Mixed market currents, unknowns in the corporate earnings starting to come out, and the stop-and-go COVID-19 recovery have caused hedge funds to become increasingly bearish. According to the Business Standard, “after more than a year of futility, short sellers just scored their fifth straight week of positive returns, their best run since 2018”.
All of these factors -- plus the Fed tapering policy in flux, and now the specter of inflation and supply chain disruptions, have caused more hedge fund managers to short the market.
Steve Kolano, chief investment officer at BNY Mellon Investor Solution, explains: “There’s a lot of mixed currents in the market right now…You could see a market pullback if there’s a change in outlook.”
It’s unclear yet if the overall market run up is due for a correction, but given short sellers’ actions in September, the toughest month for the S&P500 since March 2020 -- wider difficulties may be piling up.

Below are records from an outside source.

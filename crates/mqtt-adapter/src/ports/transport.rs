//! Outbound (Driven) port to the publish/subscribe transport.
//!
//! The adapter never talks to a broker directly. Connection lifecycle, wire
//! encoding and QoS delivery live behind [`TransportClient`].

use std::fmt;
use std::sync::Arc;

use async_trait::async_trait;
use serde::{Deserialize, Serialize};
use thiserror::Error;

/// Errors reported by a transport client.
#[derive(Debug, Error, Clone, PartialEq, Eq)]
pub enum TransportError {
    /// Could not reach or authenticate with the broker.
    #[error("Connection failed: {0}")]
    Connection(String),

    /// The broker did not answer in time.
    #[error("Transport operation timed out")]
    Timeout,

    /// A publish was refused.
    #[error("Unable to publish on {topic}: {reason}")]
    Publish { topic: String, reason: String },

    /// A subscription was refused.
    #[error("Unable to subscribe to {topic}: {reason}")]
    Subscribe { topic: String, reason: String },

    /// An unsubscription was refused.
    #[error("Unable to unsubscribe from {topic}: {reason}")]
    Unsubscribe { topic: String, reason: String },

    /// The topic is not valid for the operation.
    #[error("Invalid topic: {0}")]
    InvalidTopic(String),
}

/// MQTT delivery level.
#[derive(Debug, Clone, Copy, PartialEq, Eq, Hash, Default, Serialize, Deserialize)]
#[serde(try_from = "u8", into = "u8")]
pub enum QoS {
    /// Fire and forget.
    AtMostOnce,
    /// Acknowledged delivery, duplicates possible.
    AtLeastOnce,
    /// Assured single delivery.
    #[default]
    ExactlyOnce,
}

impl From<QoS> for u8 {
    fn from(qos: QoS) -> Self {
        match qos {
            QoS::AtMostOnce => 0,
            QoS::AtLeastOnce => 1,
            QoS::ExactlyOnce => 2,
        }
    }
}

impl TryFrom<u8> for QoS {
    type Error = String;

    fn try_from(level: u8) -> Result<Self, Self::Error> {
        match level {
            0 => Ok(Self::AtMostOnce),
            1 => Ok(Self::AtLeastOnce),
            2 => Ok(Self::ExactlyOnce),
            other => Err(format!("QoS level must be 0, 1 or 2, got {other}")),
        }
    }
}

/// A message delivered by the transport.
#[derive(Clone, PartialEq, Eq)]
pub struct Message {
    /// Concrete topic the message was published on.
    pub topic: String,
    /// Raw payload.
    pub payload: Vec<u8>,
}

impl Message {
    pub fn new(topic: impl Into<String>, payload: impl Into<Vec<u8>>) -> Self {
        Self {
            topic: topic.into(),
            payload: payload.into(),
        }
    }
}

impl fmt::Debug for Message {
    fn fmt(&self, f: &mut fmt::Formatter<'_>) -> fmt::Result {
        f.debug_struct("Message")
            .field("topic", &self.topic)
            .field("payload_len", &self.payload.len())
            .finish()
    }
}

/// Identity of one subscription made through a [`TransportClient`].
///
/// Several subscriptions may share a filter; each is dropped on its own.
#[derive(Debug, Clone, Copy, PartialEq, Eq, Hash, PartialOrd, Ord)]
pub struct SubscriptionId(u64);

impl SubscriptionId {
    #[must_use]
    pub fn new(id: u64) -> Self {
        Self(id)
    }
}

impl fmt::Display for SubscriptionId {
    fn fmt(&self, f: &mut fmt::Formatter<'_>) -> fmt::Result {
        write!(f, "sub-{}", self.0)
    }
}

/// Callback invoked for every message matching a subscription.
///
/// Runs on the transport's delivery context and must not block.
pub type MessageCallback = Arc<dyn Fn(Message) + Send + Sync>;

/// Publish/subscribe transport client.
///
/// Implementations must tolerate concurrent use from many tasks.
#[async_trait]
pub trait TransportClient: Send + Sync {
    /// Publish `payload` on `topic`.
    async fn publish(
        &self,
        topic: &str,
        qos: QoS,
        retain: bool,
        payload: Vec<u8>,
    ) -> Result<(), TransportError>;

    /// Subscribe to `filter`, routing matching messages to `on_message`.
    ///
    /// Returns once the broker has acknowledged the subscription. Every call
    /// adds a callback: subscriptions sharing a filter all receive its
    /// messages.
    async fn subscribe(
        &self,
        filter: &str,
        qos: QoS,
        on_message: MessageCallback,
    ) -> Result<SubscriptionId, TransportError>;

    /// Drop subscription `id` on `filter`.
    ///
    /// Other subscriptions on the same filter keep receiving messages; the
    /// broker is only unsubscribed when the last one goes.
    async fn unsubscribe(&self, filter: &str, id: SubscriptionId) -> Result<(), TransportError>;
}
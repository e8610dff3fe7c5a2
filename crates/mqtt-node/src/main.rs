//! MQTT relay node entry point.

use std::sync::Arc;

use adapter_telemetry::{init_telemetry, PrometheusMetrics};
use anyhow::{Context, Result};
use mqtt_adapter::{MqttAdapter, MqttClient, UplinkHandler};
use mqtt_node::{NodeConfig, Relay};
use tokio::sync::watch;
use tracing::{debug, error, info};

#[tokio::main]
async fn main() -> Result<()> {
    let config = load_config()?;
    init_telemetry(&config.telemetry).context("Failed to initialize telemetry")?;

    info!("===========================================");
    info!("  MQTT Relay Node v{}", env!("CARGO_PKG_VERSION"));
    info!("===========================================");

    let recipients = config
        .relay
        .recipients()
        .context("Invalid relay recipients")?;
    let metrics = Arc::new(PrometheusMetrics::new()?);

    let client = MqttClient::connect(&config.mqtt)
        .await
        .context("Failed to connect to MQTT broker")?;
    let adapter = Arc::new(MqttAdapter::new(
        Arc::new(client),
        &config.mqtt,
        metrics.clone(),
    ));

    let handler = UplinkHandler::new(config.relay.topic.clone())
        .context("Invalid relay topic")?
        .with_suffixes(&config.relay.up_suffix, &config.relay.down_suffix)
        .with_qos(config.mqtt.qos)
        .with_metrics(metrics.clone());
    adapter
        .bind(Arc::new(handler))
        .await
        .context("Failed to bind relay topic")?;

    let (shutdown_tx, shutdown_rx) = watch::channel(false);
    let relay = Relay::new(adapter, recipients);
    let relay_task = tokio::spawn(async move { relay.run(shutdown_rx).await });

    info!("Relay is running. Press Ctrl+C to stop.");
    tokio::signal::ctrl_c().await?;

    info!("Initiating graceful shutdown...");
    if let Err(e) = shutdown_tx.send(true) {
        error!("Failed to send shutdown signal: {}", e);
    }
    relay_task.await?.context("Relay stopped with an error")?;

    debug!(metrics = %metrics.encode()?, "Final metrics");
    info!("Shutdown complete");
    Ok(())
}

/// Load configuration from the file named on the command line or in
/// `MQTT_NODE_CONFIG`, falling back to the environment.
fn load_config() -> Result<NodeConfig> {
    let path = std::env::args()
        .nth(1)
        .or_else(|| std::env::var("MQTT_NODE_CONFIG").ok());

    match path {
        Some(path) => NodeConfig::load(&path).with_context(|| format!("Failed to load {path}")),
        None => NodeConfig::from_env().context("Failed to read configuration from environment"),
    }
}
//! Acknowledgement handle returned by `next`.

use router_core::{AckNacker, AdapterError};
use tokio::sync::oneshot;

use crate::domain::MsgRes;

/// Answers one inbound packet request.
///
/// Owns the request's response channel, so the answer is written at most once.
#[derive(Debug)]
pub struct MqttAckNacker {
    chresp: oneshot::Sender<MsgRes>,
}

impl MqttAckNacker {
    pub fn new(chresp: oneshot::Sender<MsgRes>) -> Self {
        Self { chresp }
    }

    fn answer(self, res: MsgRes) -> Result<(), AdapterError> {
        self.chresp
            .send(res)
            .map_err(|_| AdapterError::WrongBehavior("No response was expected".to_string()))
    }
}

impl AckNacker for MqttAckNacker {
    fn accept(self: Box<Self>, response: Vec<u8>) -> Result<(), AdapterError> {
        self.answer(MsgRes::Accepted(response))
    }

    fn reject(self: Box<Self>, reason: String) -> Result<(), AdapterError> {
        self.answer(MsgRes::Rejected(reason))
    }
}

#[cfg(test)]
mod tests {
    use super::*;

    #[tokio::test]
    async fn test_accept_delivers_response() {
        let (tx, rx) = oneshot::channel();
        let an: Box<dyn AckNacker> = Box::new(MqttAckNacker::new(tx));

        an.accept(b"pong".to_vec()).unwrap();

        assert_eq!(rx.await.unwrap(), MsgRes::Accepted(b"pong".to_vec()));
    }

    #[tokio::test]
    async fn test_reject_delivers_reason() {
        let (tx, rx) = oneshot::channel();
        let an: Box<dyn AckNacker> = Box::new(MqttAckNacker::new(tx));

        an.reject("unknown device".to_string()).unwrap();

        assert_eq!(rx.await.unwrap(), MsgRes::Rejected("unknown device".to_string()));
    }

    #[test]
    fn test_answer_without_waiter_is_wrong_behavior() {
        let (tx, rx) = oneshot::channel();
        drop(rx);
        let an: Box<dyn AckNacker> = Box::new(MqttAckNacker::new(tx));

        assert!(matches!(
            an.accept(b"late".to_vec()),
            Err(AdapterError::WrongBehavior(_))
        ));
    }
}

For many hedge fund short sellers, the market disruptionc spell opportunity.
Bulls like Marko Kolanovic, a JP Morgan Chase & Co. strategist sees the worries on skyrocketing prices as misguided, saying the economy is on the path to a sustained recovery, particularly since the Delta variant has slowed.

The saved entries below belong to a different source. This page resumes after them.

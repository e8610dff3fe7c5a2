//! Log subscriber setup.

use tracing_subscriber::{layer::SubscriberExt, util::SubscriberInitExt, EnvFilter};

use crate::{TelemetryConfig, TelemetryError};

/// Build the level filter: `RUST_LOG` when set, the configured level otherwise.
fn env_filter(config: &TelemetryConfig) -> Result<EnvFilter, TelemetryError> {
    EnvFilter::try_from_default_env()
        .or_else(|_| EnvFilter::try_new(&config.log_level))
        .map_err(|e| TelemetryError::TracingInit(e.to_string()))
}

/// Install the global subscriber.
pub fn init_tracing(config: &TelemetryConfig) -> Result<(), TelemetryError> {
    let filter = env_filter(config)?;

    if !config.console_output {
        return tracing_subscriber::registry()
            .with(filter)
            .try_init()
            .map_err(|e| TelemetryError::TracingInit(e.to_string()));
    }

    if config.json_logs {
        // JSON output for containers/production
        let json_layer = tracing_subscriber::fmt::layer()
            .json()
            .with_target(true)
            .with_thread_ids(true)
            .with_file(true)
            .with_line_number(true);

        tracing_subscriber::registry()
            .with(filter)
            .with(json_layer)
            .try_init()
            .map_err(|e| TelemetryError::TracingInit(e.to_string()))
    } else {
        // Pretty output for development
        let fmt_layer = tracing_subscriber::fmt::layer()
            .with_target(true)
            .with_thread_ids(false)
            .with_file(false)
            .with_line_number(false)
            .with_ansi(true);

        tracing_subscriber::registry()
            .with(filter)
            .with(fmt_layer)
            .try_init()
            .map_err(|e| TelemetryError::TracingInit(e.to_string()))
    }
}

#[cfg(test)]
mod tests {
    use super::*;

    #[test]
    fn test_invalid_level_rejected() {
        // Only meaningful when RUST_LOG does not override the configured level
        if std::env::var("RUST_LOG").is_ok() {
            return;
        }
        let config = TelemetryConfig {
            log_level: "mqtt_adapter=loud[".to_string(),
            ..TelemetryConfig::default()
        };
        assert!(matches!(
            env_filter(&config),
            Err(TelemetryError::TracingInit(_))
        ));
    }

    #[test]
    fn test_directive_level_accepted() {
        let config = TelemetryConfig {
            log_level: "mqtt_adapter=debug,warn".to_string(),
            ..TelemetryConfig::default()
        };
        assert!(env_filter(&config).is_ok());
    }
}
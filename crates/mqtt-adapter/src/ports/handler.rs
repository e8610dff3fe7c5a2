//! Inbound (Driving) port: topic handlers.

use std::sync::Arc;

use tokio::sync::mpsc;

use crate::domain::{PktReq, RegReq};
use crate::ports::transport::{Message, TransportClient};

/// Decoder bound to one topic filter.
///
/// The adapter subscribes to [`Handler::topic`] and calls [`Handler::handle`]
/// for every matching message. A handler may enqueue zero or more requests
/// into the shared funnel channels.
pub trait Handler: Send + Sync {
    /// Topic filter this handler listens on.
    fn topic(&self) -> String;

    /// Decode `message` and enqueue whatever it carries.
    ///
    /// Called on the transport's delivery context: must not block.
    fn handle(
        &self,
        client: Arc<dyn TransportClient>,
        packets: &mpsc::Sender<PktReq>,
        registrations: &mpsc::Sender<RegReq>,
        message: Message,
    );
}
//! Domain layer for the MQTT adapter.
//!
//! Pure types with no transport dependency: topics, recipients and the
//! requests that travel through the inbound funnel.

pub mod recipient;
pub mod requests;
pub mod topic;

pub use recipient::MqttRecipient;
pub use requests::{enqueue_packet, MsgRes, PktReq, RegReq};
pub use topic::TopicError;
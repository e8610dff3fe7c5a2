//! # MQTT Adapter Benchmarks
//!
//! | Area | Operation |
//! |------|-----------|
//! | Topics | Filter matching with `+` and `#` |
//! | Dispatch | In-memory publish to many subscriptions |
//! | Funnel | Uplink message to `next` |

use std::sync::Arc;
use std::time::Duration;

use criterion::{black_box, criterion_group, criterion_main, BenchmarkId, Criterion, Throughput};
use mqtt_adapter::domain::topic;
use mqtt_adapter::{
    AdapterConfig, InMemoryBroker, Message, MessageCallback, MqttAdapter, QoS, TransportClient,
    UplinkHandler,
};
use router_core::{Adapter, NoOpMetrics};

// ============================================================================
// Topic matching
// ============================================================================

fn bench_topic_matching(c: &mut Criterion) {
    let mut group = c.benchmark_group("topic-matching");

    let cases = [
        ("exact", "devices/d1/up", "devices/d1/up"),
        ("single-level", "devices/+/up", "devices/d1/up"),
        ("multi-level", "devices/#", "devices/d1/sensors/temp/up"),
        ("miss", "gateways/+/up", "devices/d1/up"),
    ];
    for (name, filter, topic) in cases {
        group.bench_function(name, |b| {
            b.iter(|| black_box(topic::matches(black_box(filter), black_box(topic))))
        });
    }

    group.finish();
}

// ============================================================================
// In-memory dispatch
// ============================================================================

fn bench_broker_dispatch(c: &mut Criterion) {
    let runtime = match tokio::runtime::Runtime::new() {
        Ok(runtime) => runtime,
        Err(e) => panic!("tokio runtime: {e}"),
    };
    let mut group = c.benchmark_group("broker-dispatch");
    group.measurement_time(Duration::from_secs(5));

    for subscriptions in [1usize, 10, 100] {
        let broker = InMemoryBroker::new();
        runtime.block_on(async {
            for i in 0..subscriptions {
                let noop: MessageCallback = Arc::new(|message: Message| {
                    black_box(message);
                });
                let _ = broker
                    .subscribe(&format!("devices/{i}/+"), QoS::AtMostOnce, noop)
                    .await;
            }
        });

        group.throughput(Throughput::Elements(1));
        group.bench_with_input(
            BenchmarkId::new("publish", subscriptions),
            &subscriptions,
            |b, _| {
                b.to_async(&runtime).iter(|| async {
                    let _ = broker
                        .publish("devices/0/up", QoS::AtMostOnce, false, vec![0u8; 64])
                        .await;
                })
            },
        );
    }

    group.finish();
}

// ============================================================================
// Inbound funnel
// ============================================================================

fn bench_inbound_funnel(c: &mut Criterion) {
    let runtime = match tokio::runtime::Runtime::new() {
        Ok(runtime) => runtime,
        Err(e) => panic!("tokio runtime: {e}"),
    };
    let broker = Arc::new(InMemoryBroker::new());
    let adapter = MqttAdapter::new(broker.clone(), &AdapterConfig::default(), Arc::new(NoOpMetrics));
    runtime.block_on(async {
        if let Ok(handler) = UplinkHandler::new("devices/+/up") {
            let _ = adapter.bind(Arc::new(handler)).await;
        }
    });

    c.bench_function("uplink-to-next", |b| {
        b.to_async(&runtime).iter(|| async {
            let _ = broker
                .publish("devices/d1/up", QoS::AtMostOnce, false, vec![0u8; 64])
                .await;
            if let Ok((packet, an)) = adapter.next().await {
                black_box(packet);
                let _ = an.reject("bench".to_string());
            }
        })
    });
}

criterion_group!(
    benches,
    bench_topic_matching,
    bench_broker_dispatch,
    bench_inbound_funnel
);
criterion_main!(benches);
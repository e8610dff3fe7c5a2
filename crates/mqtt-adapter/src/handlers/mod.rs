//! Concrete topic handlers.
//!
//! A handler decodes messages on one topic filter and feeds the adapter's
//! inbound funnel. See [`Handler`](crate::ports::Handler).

pub mod uplink;

pub use uplink::UplinkHandler;
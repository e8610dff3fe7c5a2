//! # Inbound Requests
//!
//! Messages that flow through the adapter's funnel channels.
//!
//! ```text
//! [handler] ──PktReq──→ packets channel ──next()──→ [consumer]
//!     ↑                                                 │
//!     └──────────── MsgRes (oneshot) ←── accept/reject ─┘
//! ```
//!
//! ## Backpressure
//!
//! Both funnel channels are bounded. Handlers enqueue packets with
//! [`enqueue_packet`], which never blocks the transport's delivery context:
//! when the channel is full the request is refused and its response channel
//! is dropped, so the waiting handler observes "no answer".

use router_core::{AdapterError, Registration};
use tokio::sync::{mpsc, oneshot};

/// Answer routed back through a request's response channel.
#[derive(Debug, Clone, PartialEq, Eq)]
pub enum MsgRes {
    /// The consumer accepted the request and produced this reply.
    Accepted(Vec<u8>),
    /// The consumer rejected the request.
    Rejected(String),
}

/// Inbound packet waiting for the consumer.
#[derive(Debug)]
pub struct PktReq {
    /// The raw packet as received.
    pub packet: Vec<u8>,
    /// Write-once channel for the consumer's answer.
    pub chresp: oneshot::Sender<MsgRes>,
}

impl PktReq {
    /// Create a request and the receiver its answer will arrive on.
    #[must_use]
    pub fn new(packet: Vec<u8>) -> (Self, oneshot::Receiver<MsgRes>) {
        let (chresp, response) = oneshot::channel();
        (Self { packet, chresp }, response)
    }
}

/// Inbound registration waiting for the consumer.
#[derive(Debug)]
pub struct RegReq {
    /// The registration as received.
    pub registration: Box<dyn Registration>,
    /// Write-once channel for the consumer's answer.
    pub chresp: oneshot::Sender<MsgRes>,
}

/// Push a packet request into the funnel without waiting.
///
/// # Errors
///
/// `FailedOperation` when the funnel is full or the adapter is gone.
pub fn enqueue_packet(packets: &mpsc::Sender<PktReq>, request: PktReq) -> Result<(), AdapterError> {
    packets.try_send(request).map_err(|e| match e {
        mpsc::error::TrySendError::Full(_) => {
            AdapterError::FailedOperation("Packet funnel is full".to_string())
        }
        mpsc::error::TrySendError::Closed(_) => {
            AdapterError::FailedOperation("Packet funnel is closed".to_string())
        }
    })
}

Kolanovic may have good reason for his optimism, as news broke Friday morning that showed Goldman Sachs’ very strong Q3 earnings, and better than expected retail data from September.
In the big picture, the split between Steve Kolano and Marko Kolanovic represents a broader divide between experts as seen in Investors Intelligence. A survey by the newsletter found that institutional invesors are now evenly split on the market. This week, those being in the bull camp have collapsed to 40.4%, while those being in the bearish camp have surged to 37.1%, a sign that increasing pessimism is entering the discussion.
It increasingly seems that in today’s cloudy markets, the only thing that is certain, is more uncertainty.